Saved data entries
impl IdentityMigrator {
    pub fn new(
        pool: Arc<dyn SessionPool>,
        resolver: Arc<dyn NameResolver>,
        progress: Arc<dyn ProgressLog>,
        catalog: Arc<SchemaCatalog>,
        schema: impl Into<String>,
    ) -> Self {
        Self {
            pool,
            resolver,
            progress,
            catalog,
            schema: schema.into(),
        }
    }

    /// Target schema.
    pub fn schema(&self) -> &str {
        &self.schema
    }

    /// Resolve the auto-increment column of a table.
    ///
    /// Returns `None` when the table is unknown to the catalog or has no
    /// auto-increment column.
    pub fn resolve(&self, ctx: &TableContext) -> Option<IdentityTarget> {
        let origin_table = self.resolver.table_name(&ctx.name, NameSide::Origin);
        let table = match self.catalog.get(&origin_table) {
            Some(table) => table,
            None => {
                debug!("No metadata for table {} (origin {})", ctx.name, origin_table);
                return None;
            }
        };

        let column = table.identity_column()?;
        let target_column = self
            .resolver
            .column_name(&origin_table, &column.name, NameSide::Target);
        let sequence = sequence_name(&ctx.name, &target_column);

        Some(IdentityTarget {
            origin_table,
            table: ctx.name.clone(),
            origin_column: column.name.clone(),
            column: target_column,
            sequence,
        })
    }

    /// Move the table's sequence so the next generated value continues from the
    /// column maximum.
    ///
    /// Failures are returned as [`SyncOutcome::Failed`] without a progress line.
    pub async fn synchronize_sequence(&self, ctx: &TableContext) -> SyncOutcome {
        let target = match self.resolve(ctx) {
            Some(target) => target,
            None => return SyncOutcome::Skipped,
        };

        let statements = match self.statements(&target) {
            Ok(statements) => statements,
            Err(e) => return SyncOutcome::Failed(e),
        };

        let mut session = match self.pool.checkout().await {
            Ok(session) => session,
            Err(e) => return SyncOutcome::Failed(e),
        };
        let result = session.execute(&statements.setval).await;
        session.release();

        if let Err(e) = result {
            return SyncOutcome::Failed(MigrateError::sequence_sync(
                statements.qualified_sequence,
                e.to_string(),
            ));
        }

        self.progress
            .log(
                &format!("Synchronized sequence {}", statements.qualified_sequence),
                &ctx.log_destination,
            )
            .await;

        SyncOutcome::Synchronized {
            sequence: target.sequence.to_string(),
        }
    }

    /// Turn the table's auto-increment column into an identity column, then
    /// synchronize its new sequence on the same session.
    ///
    /// Running this twice fails at the DDL step; use
    /// [`synchronize_sequence`](Self::synchronize_sequence) to re-sync.
    pub async fn create_identity(&self, ctx: &TableContext) -> IdentityOutcome {
        let target = match self.resolve(ctx) {
            Some(target) => target,
            None => return IdentityOutcome::Skipped,
        };

        let statements = match self.statements(&target) {
            Ok(statements) => statements,
            Err(e) => return IdentityOutcome::DdlFailed(e),
        };

        let mut session = match self.pool.checkout().await {
            Ok(session) => session,
            Err(e) => return IdentityOutcome::DdlFailed(e),
        };

        // Dropping the session on either early return releases it.
        if let Err(e) = session.execute(&statements.add_identity).await {
            return IdentityOutcome::DdlFailed(MigrateError::ddl(
                statements.qualified_table,
                e.to_string(),
            ));
        }
        if let Err(e) = session.execute(&statements.setval).await {
            return IdentityOutcome::SyncFailed(MigrateError::sequence_sync(
                statements.qualified_sequence,
                e.to_string(),
            ));
        }
        session.release();

        self.progress
            .log(
                &format!(
                    "Added identity to column {}.{}",
                    statements.qualified_table, statements.quoted_column
                ),
                &ctx.log_destination,
            )
            .await;

        IdentityOutcome::Synchronized {
            column: target.column,
            sequence: target.sequence.to_string(),
        }
    }

    /// Build every statement and display name up front, so an invalid
    /// identifier fails before a session is checked out.
    fn statements(&self, target: &IdentityTarget) -> Result<Statements> {
        Ok(Statements {
            add_identity: target.add_identity_sql(&self.schema)?,
            setval: target.setval_sql(&self.schema)?,
            qualified_table: qualify_pg(&self.schema, &target.table)?,
            quoted_column: quote_pg(&target.column)?,
            qualified_sequence: target.sequence.qualified(&self.schema)?,
        })
    }
}

struct Statements {
    add_identity: String,
    setval: String,
    qualified_table: String,
    quoted_column: String,
    qualified_sequence: String,
}
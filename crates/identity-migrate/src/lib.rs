//! # identity-migrate
//!
//! Post-load identity column migration for PostgreSQL targets.
//!
//! After rows have been copied into PostgreSQL, tables whose origin schema
//! had an auto-increment column need that column turned into an identity
//! column, and the backing sequence moved past the loaded rows. This library
//! provides:
//!
//! - **Identity DDL** adding `GENERATED BY DEFAULT AS IDENTITY` to each column
//! - **Sequence synchronization** to the column maximum, safe to re-run
//! - **Name mapping** for tables and columns renamed during migration
//! - **Parallel runs** over a bounded set of held target sessions
//!
//! ## Example
//!
//! ```rust,no_run
//! use identity_migrate::{Config, Orchestrator, RunMode, SchemaCatalog};
//! use tokio_util::sync::CancellationToken;
//!
//! #[tokio::main]
//! async fn main() -> identity_migrate::Result<()> {
//!     let config = Config::load("config.yaml")?;
//!     let catalog = SchemaCatalog::load("catalog.yaml")?;
//!     let orchestrator = Orchestrator::new(config, catalog).await?;
//!     let report = orchestrator.run(RunMode::Create, CancellationToken::new()).await?;
//!     println!("Synchronized {} tables", report.tables_synchronized);
//!     Ok(())
//! }
//! ```

pub mod config;
pub mod core;
pub mod error;
pub mod identity;
pub mod naming;
pub mod orchestrator;
pub mod progress;
pub mod target;

// Re-exports for convenient access
pub use crate::core::{Column, SchemaCatalog, SequenceName, Table};
pub use config::{Config, MigrationConfig, TargetConfig};
pub use error::{MigrateError, Result};
pub use identity::{IdentityMigrator, IdentityOutcome, IdentityState, SyncOutcome, TableContext};
pub use naming::{ConfigNameResolver, NameResolver, NameSide};
pub use orchestrator::{
    HealthCheckResult, IdentityReport, Orchestrator, PlannedStatement, RunMode, TableReport,
    TableStatus,
};
pub use progress::{LogDestination, ProgressLog, TracingProgressLog};
pub use target::{HeldSession, OfflinePool, PgSessionPool, SessionPool, TargetSession};
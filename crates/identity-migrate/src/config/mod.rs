//! Configuration loading and validation.

mod types;
mod validation;

pub use types::*;

use crate::error::Result;
use sha2::{Digest, Sha256};
use std::path::Path;

impl Config {
    /// Load configuration from a YAML file.
    pub fn load<P: AsRef<Path>>(path: P) -> Result<Self> {
        let content = std::fs::read_to_string(path)?;
        Self::from_yaml(&content)
    }

    /// Parse configuration from a YAML string.
    pub fn from_yaml(yaml: &str) -> Result<Self> {
        let config: Config = serde_yaml::from_str(yaml)?;
        config.validate()?;
        Ok(config)
    }

    /// Validate the configuration.
    pub fn validate(&self) -> Result<()> {
        validation::validate(self)
    }

    /// Compute a SHA256 hash of the configuration, recorded in run reports.
    pub fn hash(&self) -> String {
        let yaml = serde_yaml::to_string(self).unwrap_or_default();
        let mut hasher = Sha256::new();
        hasher.update(yaml.as_bytes());
        format!("{:x}", hasher.finalize())
    }
}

Requirement: Check every line of the entries above, and copy those that carry the string "main".

Response area:
//! #[tokio::main]
//! async fn main() -> identity_migrate::Result<()> {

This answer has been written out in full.